By Alan Sipress
Washington Post Staff Writer
Friday, September 22, 2006
More than 1,100 laptop computers have vanished from the Department of Commerce since 2001, including nearly 250 from the Census Bureau containing such personal information as names, incomes and Social Security numbers, federal officials said yesterday.
This disclosure by the department came in response to a request by the House Committee on Government Reform, which this summer asked 17 federal departments to detail any loss of computers holding sensitive personal information.
Of the 10 departments that have responded, the losses at Commerce are "by far the most egregious," said David Marin, staff director for the committee. He added that the silence of the remaining seven departments could reflect their reluctance to reveal problems of similar magnitude.
In a private briefing yesterday for three members of Congress, Commerce Secretary Carlos M. Gutierrez estimated that the disappearance of laptops from the Census Bureau could have compromised the personal information of about 6,200 households, Marin said. He said the department was still trying to determine the extent of the problem.
"We don't know exactly how many computers were lost or whether personal information was compromised," said Rep. Thomas M. Davis III (R-Va.), who chairs the House Government Reform Committee and attended the briefing. "The secretary has assured me that getting that information is priority number one, and I'm confident he'll get his arms around the problem."
Commerce officials told the congressmen that the inventory of missing laptops had escalated rapidly in recent weeks as the department investigated the disappearances.

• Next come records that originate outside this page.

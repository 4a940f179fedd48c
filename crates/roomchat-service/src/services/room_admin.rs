//! Room administration
//!
//! Synchronous membership changes on named rooms: passkey join, leave,
//! creator-only removal and deletion. Every failure leaves membership untouched.

use std::collections::HashMap;

use roomchat_core::{DomainError, Identity, Room, Snowflake};
use tracing::{debug, info, instrument};

use crate::dto::{CreateRoomRequest, ParticipantResponse, RoomResponse, RoomView, StatusResponse};

use super::context::ServiceContext;
use super::error::{ServiceError, ServiceResult};
use super::room_directory::RoomDirectory;

/// Room administration service
pub struct RoomAdminService<'a> {
    ctx: &'a ServiceContext,
}

impl<'a> RoomAdminService<'a> {
    pub fn new(ctx: &'a ServiceContext) -> Self {
        Self { ctx }
    }

    /// Create a named room owned by `creator`
    #[instrument(skip(self, creator, request), fields(user_id = %creator.id))]
    pub async fn create_room(
        &self,
        creator: &Identity,
        request: CreateRoomRequest,
    ) -> ServiceResult<RoomResponse> {
        let room = RoomDirectory::new(self.ctx)
            .create_named_room(&request.name, creator)
            .await?;
        self.view(room, creator.id).await
    }

    /// Named rooms the viewer has joined, newest first
    #[instrument(skip(self, viewer), fields(user_id = %viewer.id))]
    pub async fn list_rooms(&self, viewer: &Identity) -> ServiceResult<Vec<RoomResponse>> {
        let rooms = RoomDirectory::new(self.ctx).list_rooms_for(viewer.id).await?;

        let mut responses = Vec::with_capacity(rooms.len());
        for room in rooms {
            responses.push(self.view(room, viewer.id).await?);
        }
        Ok(responses)
    }

    /// Room detail; the passkey is redacted unless the viewer created the room
    #[instrument(skip(self, viewer), fields(user_id = %viewer.id))]
    pub async fn get_room(&self, room_id: Snowflake, viewer: &Identity) -> ServiceResult<RoomResponse> {
        let room = RoomDirectory::new(self.ctx).get_room(room_id).await?;
        self.view(room, viewer.id).await
    }

    /// Join with the room's passkey. Joining twice is a no-op.
    #[instrument(skip(self, identity, passkey), fields(user_id = %identity.id))]
    pub async fn join(
        &self,
        room_id: Snowflake,
        identity: &Identity,
        passkey: Option<&str>,
    ) -> ServiceResult<StatusResponse> {
        let room = RoomDirectory::new(self.ctx).get_room(room_id).await?;

        let passkey = passkey.filter(|p| !p.is_empty()).ok_or(DomainError::PasskeyRequired)?;
        if !room.passkey.matches(passkey) {
            debug!(room_id = %room.id, "Join rejected: passkey mismatch");
            return Err(DomainError::InvalidPasskey.into());
        }

        if self.ctx.room_repo().add_participant(room.id, identity.id).await? {
            info!(room_id = %room.id, "Participant joined");
        }

        Ok(StatusResponse::joined())
    }

    /// Leave a room. Leaving a room one is not in succeeds.
    ///
    /// The creator stays a participant of their own room.
    #[instrument(skip(self, identity), fields(user_id = %identity.id))]
    pub async fn leave(&self, room_id: Snowflake, identity: &Identity) -> ServiceResult<StatusResponse> {
        let room = RoomDirectory::new(self.ctx).get_room(room_id).await?;

        if room.is_creator(identity.id) {
            debug!(room_id = %room.id, "Creator leave ignored");
        } else if self
            .ctx
            .room_repo()
            .remove_participant(room.id, identity.id)
            .await?
        {
            info!(room_id = %room.id, "Participant left");
        }

        Ok(StatusResponse::left())
    }

    /// Remove `target` from a room on behalf of its creator
    #[instrument(skip(self, actor), fields(actor_id = %actor.id))]
    pub async fn remove_participant(
        &self,
        room_id: Snowflake,
        actor: &Identity,
        target: Option<Snowflake>,
    ) -> ServiceResult<StatusResponse> {
        let room = RoomDirectory::new(self.ctx).get_room(room_id).await?;

        let target_id = target.ok_or_else(|| ServiceError::validation("user_id is required"))?;

        if !room.is_creator(actor.id) {
            return Err(DomainError::NotRoomCreator.into());
        }

        let target = self
            .ctx
            .identity_repo()
            .find_by_id(target_id)
            .await?
            .ok_or(DomainError::IdentityNotFound(target_id))?;

        if room.is_creator(target.id) {
            return Err(DomainError::CannotRemoveCreator.into());
        }

        if !self.ctx.room_repo().remove_participant(room.id, target.id).await? {
            return Err(DomainError::TargetNotParticipant(target.id).into());
        }

        info!(room_id = %room.id, user_id = %target.id, "Participant removed");

        Ok(StatusResponse::removed())
    }

    /// Delete a room on behalf of its creator.
    ///
    /// Stored messages survive without a room; sessions still joined under the
    /// room's name are closed on their next send.
    #[instrument(skip(self, actor), fields(actor_id = %actor.id))]
    pub async fn delete_room(&self, room_id: Snowflake, actor: &Identity) -> ServiceResult<StatusResponse> {
        let room = RoomDirectory::new(self.ctx).get_room(room_id).await?;

        if !room.is_creator(actor.id) {
            return Err(DomainError::NotRoomCreator.into());
        }

        if !self.ctx.room_repo().delete(room.id).await? {
            return Err(DomainError::RoomNotFound(room.id.to_string()).into());
        }
        let orphaned = self.ctx.message_repo().detach_room(room.id).await?;

        info!(room_id = %room.id, room = %room.name, orphaned, "Room deleted");

        Ok(StatusResponse::deleted())
    }

    /// Current participants of a room
    #[instrument(skip(self))]
    pub async fn list_participants(&self, room_id: Snowflake) -> ServiceResult<Vec<ParticipantResponse>> {
        let room = RoomDirectory::new(self.ctx).get_room(room_id).await?;
        let ids = self.ctx.room_repo().list_participants(room.id).await?;

        let identities: HashMap<Snowflake, Identity> = self
            .ctx
            .identity_repo()
            .find_by_ids(&ids)
            .await?
            .into_iter()
            .map(|identity| (identity.id, identity))
            .collect();

        Ok(ids
            .iter()
            .filter_map(|id| identities.get(id))
            .map(ParticipantResponse::from)
            .collect())
    }

    async fn view(&self, room: Room, viewer_id: Snowflake) -> ServiceResult<RoomResponse> {
        let participants = self.ctx.room_repo().list_participants(room.id).await?;
        let creator_username = self
            .ctx
            .identity_repo()
            .find_by_id(room.creator_id)
            .await?
            .map(|identity| identity.username)
            .unwrap_or_default();

        Ok(RoomResponse::from(RoomView {
            is_joined: participants.contains(&viewer_id),
            participant_count: participants.len(),
            creator_username,
            viewer_id,
            room,
        }))
    }
}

Marin said the committee was concerned that that number could increase significantly as Commerce officials learn more about missing handheld computers, which are increasingly being used in the Census Bureau.

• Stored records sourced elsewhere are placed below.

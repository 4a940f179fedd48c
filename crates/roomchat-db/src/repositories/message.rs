//! PostgreSQL implementation of MessageRepository

use async_trait::async_trait;
use sqlx::PgPool;
use tracing::instrument;

use roomchat_core::entities::Message;
use roomchat_core::traits::{MessageRepository, RepoResult};
use roomchat_core::value_objects::Snowflake;

use crate::models::MessageModel;

use super::error::map_db_error;

/// PostgreSQL implementation of MessageRepository
#[derive(Clone)]
pub struct PgMessageRepository {
    pool: PgPool,
}

impl PgMessageRepository {
    pub fn new(pool: PgPool) -> Self {
        Self { pool }
    }
}

#[async_trait]
impl MessageRepository for PgMessageRepository {
    #[instrument(skip(self, message), fields(message_id = %message.id))]
    async fn append(&self, message: &Message) -> RepoResult<()> {
        sqlx::query(
            r"
            INSERT INTO messages (id, room_id, sender_id, body, created_at)
            VALUES ($1, $2, $3, $4, $5)
            ",
        )
        .bind(message.id.into_inner())
        .bind(message.room_id.map(Snowflake::into_inner))
        .bind(message.sender_id.into_inner())
        .bind(&message.body)
        .bind(message.created_at)
        .execute(&self.pool)
        .await
        .map_err(map_db_error)?;

        Ok(())
    }

    #[instrument(skip(self))]
    async fn list_by_room(&self, room_id: Snowflake) -> RepoResult<Vec<Message>> {
        let results = sqlx::query_as::<_, MessageModel>(
            r"
            SELECT id, room_id, sender_id, body, created_at
            FROM messages
            WHERE room_id = $1
            ORDER BY created_at ASC, id ASC
            ",
        )
        .bind(room_id.into_inner())
        .fetch_all(&self.pool)
        .await
        .map_err(map_db_error)?;

        Ok(results.into_iter().map(Message::from).collect())
    }

    #[instrument(skip(self))]
    async fn detach_room(&self, room_id: Snowflake) -> RepoResult<u64> {
        let result = sqlx::query(
            r"
            UPDATE messages
            SET room_id = NULL
            WHERE room_id = $1
            ",
        )
        .bind(room_id.into_inner())
        .execute(&self.pool)
        .await
        .map_err(map_db_error)?;

        Ok(result.rows_affected())
    }
}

Commerce officials said in a statement that they knew of no instances in which information from the missing laptops had been improperly accessed, adding that all the equipment contained safeguards that would prevent a breach of personal data.

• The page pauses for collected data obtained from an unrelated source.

//! Server setup and initialization
//!
//! Wires storage, broadcast, and services together and serves the REST and
//! websocket routes from one listener.

use std::future::Future;
use std::net::SocketAddr;
use std::sync::Arc;

use axum::Router;
use roomchat_common::{AppConfig, AppError, BroadcastBackend, JwtService, StorageBackend};
use roomchat_core::{IdentityRepository, MessageRepository, RoomRepository, SnowflakeGenerator};
use roomchat_db::{
    create_pool, run_migrations, MemoryIdentityRepository, MemoryMessageRepository,
    MemoryRoomRepository, PgIdentityRepository, PgMessageRepository, PgPool, PgRoomRepository,
};
use roomchat_gateway::{gateway_router, GatewayState};
use roomchat_pubsub::{BroadcastHub, Broadcaster, Publisher, RedisPool, RedisPoolConfig, RedisRelay};
use roomchat_service::ServiceContextBuilder;
use tokio::net::TcpListener;
use tracing::info;

use crate::middleware::apply_middleware;
use crate::routes::create_router;
use crate::state::AppState;

struct Repositories {
    identities: Arc<dyn IdentityRepository>,
    rooms: Arc<dyn RoomRepository>,
    messages: Arc<dyn MessageRepository>,
    pool: Option<PgPool>,
}

async fn open_storage(storage: &StorageBackend) -> Result<Repositories, AppError> {
    match storage {
        StorageBackend::Memory => {
            info!("Using in-memory storage");
            Ok(Repositories {
                identities: Arc::new(MemoryIdentityRepository::new()),
                rooms: Arc::new(MemoryRoomRepository::new()),
                messages: Arc::new(MemoryMessageRepository::new()),
                pool: None,
            })
        }
        StorageBackend::Postgres(db_config) => {
            info!("Connecting to PostgreSQL...");
            let pool = create_pool(db_config)
                .await
                .map_err(|e| AppError::Database(e.to_string()))?;
            if db_config.run_migrations {
                run_migrations(&pool)
                    .await
                    .map_err(|e| AppError::Database(e.to_string()))?;
            }
            info!("PostgreSQL connection established");

            Ok(Repositories {
                identities: Arc::new(PgIdentityRepository::new(pool.clone())),
                rooms: Arc::new(PgRoomRepository::new(pool.clone())),
                messages: Arc::new(PgMessageRepository::new(pool.clone())),
                pool: Some(pool),
            })
        }
    }
}

fn open_broadcaster(config: &AppConfig) -> Result<Broadcaster, AppError> {
    let hub = BroadcastHub::new(config.broadcast.channel_capacity);

    match &config.broadcast.backend {
        BroadcastBackend::Local => Ok(Broadcaster::local(hub)),
        BroadcastBackend::Redis(redis_config) => {
            let pool = RedisPool::new(RedisPoolConfig::from(redis_config))
                .map_err(|e| AppError::Cache(e.to_string()))?;
            // Detached; reconnects on its own for the life of the process
            let _relay = RedisRelay::spawn(redis_config.url.clone(), hub.clone());
            info!("Broadcasting through Redis");
            Ok(Broadcaster::redis(hub, Publisher::new(pool)))
        }
    }
}

/// Initialize all dependencies and create AppState
pub async fn create_app_state(config: AppConfig) -> Result<AppState, AppError> {
    let repositories = open_storage(&config.storage).await?;
    let broadcaster = open_broadcaster(&config)?;

    let jwt_service = Arc::new(JwtService::new(
        &config.jwt.secret,
        config.jwt.access_token_expiry,
    ));
    let snowflake_generator = Arc::new(SnowflakeGenerator::new(config.worker_id));

    let service_context = ServiceContextBuilder::new()
        .identity_repo(repositories.identities)
        .room_repo(repositories.rooms)
        .message_repo(repositories.messages)
        .broadcaster(broadcaster)
        .jwt_service(jwt_service)
        .snowflake_generator(snowflake_generator)
        .max_message_length(config.gateway.max_message_length)
        .build()
        .map_err(|e| AppError::Config(e.to_string()))?;

    Ok(AppState::new(service_context, config, repositories.pool))
}

/// Gateway state sharing the REST state's services
pub fn create_gateway_state(state: &AppState) -> GatewayState {
    GatewayState::new(
        state.service_context().clone(),
        state.config().gateway.idle_timeout,
    )
}

/// Build the complete application with all routes and middleware
pub fn create_app(state: AppState, gateway: GatewayState) -> Router {
    let config = state.config().clone();
    let router = create_router()
        .with_state(state)
        .merge(gateway_router().with_state(gateway));

    apply_middleware(
        router,
        config.server.request_timeout,
        &config.cors,
        &config.rate_limit,
    )
}

/// Serve on an already bound listener until `shutdown` resolves
///
/// Open websocket sessions are told to close before the listener stops.
pub async fn serve<F>(listener: TcpListener, state: AppState, shutdown: F) -> Result<(), AppError>
where
    F: Future<Output = ()> + Send + 'static,
{
    let gateway = create_gateway_state(&state);
    let app = create_app(state, gateway.clone());

    if let Ok(addr) = listener.local_addr() {
        info!("Server listening on http://{addr}");
    }

    axum::serve(listener, app)
        .with_graceful_shutdown(async move {
            shutdown.await;
            gateway.shutdown();
        })
        .await
        .map_err(|e| AppError::Config(format!("Server error: {e}")))
}

/// Run the complete server with configuration
pub async fn run(config: AppConfig) -> Result<(), AppError> {
    let addr: SocketAddr = config
        .server
        .address()
        .parse()
        .map_err(|e| AppError::Config(format!("Invalid server address: {e}")))?;

    let state = create_app_state(config).await?;

    let listener = TcpListener::bind(addr)
        .await
        .map_err(|e| AppError::Config(format!("Failed to bind to {addr}: {e}")))?;

    serve(listener, state, shutdown_signal()).await
}

async fn shutdown_signal() {
    if let Err(e) = tokio::signal::ctrl_c().await {
        tracing::error!(error = ?e, "Failed to install Ctrl+C handler");
    }
    info!("Shutdown signal received");
}

#[cfg(test)]
mod tests {
    use super::*;
    use axum::{body::Body, http::Request};
    use roomchat_core::{Identity, Role};
    use tower::ServiceExt;

    async fn app() -> (Router, AppState) {
        let state = create_app_state(AppConfig::for_tests()).await.unwrap();
        let gateway = create_gateway_state(&state);
        (create_app(state.clone(), gateway), state)
    }

    async fn body_json(response: axum::response::Response) -> serde_json::Value {
        let bytes = axum::body::to_bytes(response.into_body(), usize::MAX)
            .await
            .unwrap();
        serde_json::from_slice(&bytes).unwrap()
    }

    #[tokio::test]
    async fn test_health() {
        let (app, _) = app().await;
        let response = app
            .oneshot(Request::get("/health").body(Body::empty()).unwrap())
            .await
            .unwrap();
        assert_eq!(response.status(), 200);
        assert!(response.headers().contains_key(crate::middleware::REQUEST_ID_HEADER));
    }

    #[tokio::test]
    async fn test_readiness_with_memory_storage() {
        let (app, _) = app().await;
        let response = app
            .oneshot(Request::get("/health/ready").body(Body::empty()).unwrap())
            .await
            .unwrap();
        assert_eq!(response.status(), 200);
    }

    #[tokio::test]
    async fn test_rooms_require_bearer_token() {
        let (app, _) = app().await;
        let response = app
            .clone()
            .oneshot(Request::get("/api/rooms").body(Body::empty()).unwrap())
            .await
            .unwrap();
        assert_eq!(response.status(), 401);
        assert_eq!(body_json(response).await["error"]["code"], "UNAUTHORIZED");

        let response = app
            .oneshot(
                Request::get("/api/rooms")
                    .header("authorization", "Bearer not-a-jwt")
                    .body(Body::empty())
                    .unwrap(),
            )
            .await
            .unwrap();
        assert_eq!(response.status(), 401);
    }

    #[tokio::test]
    async fn test_create_and_list_rooms() {
        let (app, state) = app().await;
        let alice = Identity::new(3, "Alice", Role::Client);
        state
            .service_context()
            .identity_repo()
            .upsert(&alice)
            .await
            .unwrap();
        let token = state.jwt_service().issue(&alice).unwrap();

        let response = app
            .clone()
            .oneshot(
                Request::post("/api/rooms")
                    .header("authorization", format!("Bearer {token}"))
                    .header("content-type", "application/json")
                    .body(Body::from(r#"{"name":"book-club"}"#))
                    .unwrap(),
            )
            .await
            .unwrap();
        assert_eq!(response.status(), 201);
        let room = body_json(response).await;
        assert_eq!(room["name"], "book-club");
        assert!(room["passkey"].is_string());

        let response = app
            .oneshot(
                Request::get("/api/rooms")
                    .header("authorization", format!("Bearer {token}"))
                    .body(Body::empty())
                    .unwrap(),
            )
            .await
            .unwrap();
        assert_eq!(response.status(), 200);
        let rooms = body_json(response).await;
        assert_eq!(rooms.as_array().unwrap().len(), 1);
    }

    #[tokio::test]
    async fn test_invalid_room_id_path() {
        let (app, state) = app().await;
        let alice = Identity::new(3, "Alice", Role::Client);
        state
            .service_context()
            .identity_repo()
            .upsert(&alice)
            .await
            .unwrap();
        let token = state.jwt_service().issue(&alice).unwrap();

        let response = app
            .oneshot(
                Request::get("/api/rooms/not-a-number")
                    .header("authorization", format!("Bearer {token}"))
                    .body(Body::empty())
                    .unwrap(),
            )
            .await
            .unwrap();
        assert_eq!(response.status(), 400);
        assert_eq!(body_json(response).await["error"]["code"], "INVALID_PATH_PARAMETER");
    }
}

"The amount of missing computers is high, but fortunately, the vulnerability for data misuse is low," Gutierrez said in the statement.
With its disclosure, Commerce is the latest federal agency to admit in recent months that it had lost laptops with sensitive personal data. In May, an employee of the Department of Veterans Affairs lost a laptop containing unencrypted information on about 26.5 million people. Three months later, Veterans Affairs acknowledged that a second computer, with information on about 38,000 hospital patients in Pennsylvania, was also missing.
The Federal Trade Commission has lost two laptops with files containing people's financial account numbers, and the Department of Agriculture announced that one of its laptops had disappeared along with personal information on about 350 employees.
Gutierrez and his staff told the congressmen that 1,137 laptops had been stolen, lost or otherwise vanished since 2001, mostly from the Census Bureau and the National Oceanic and Atmospheric Administration. Of these, 249 contained personally identifiable information, nearly all from the Census Bureau. All were password-protected, a low-level safeguard. Only 107 of the computers were fully encrypted.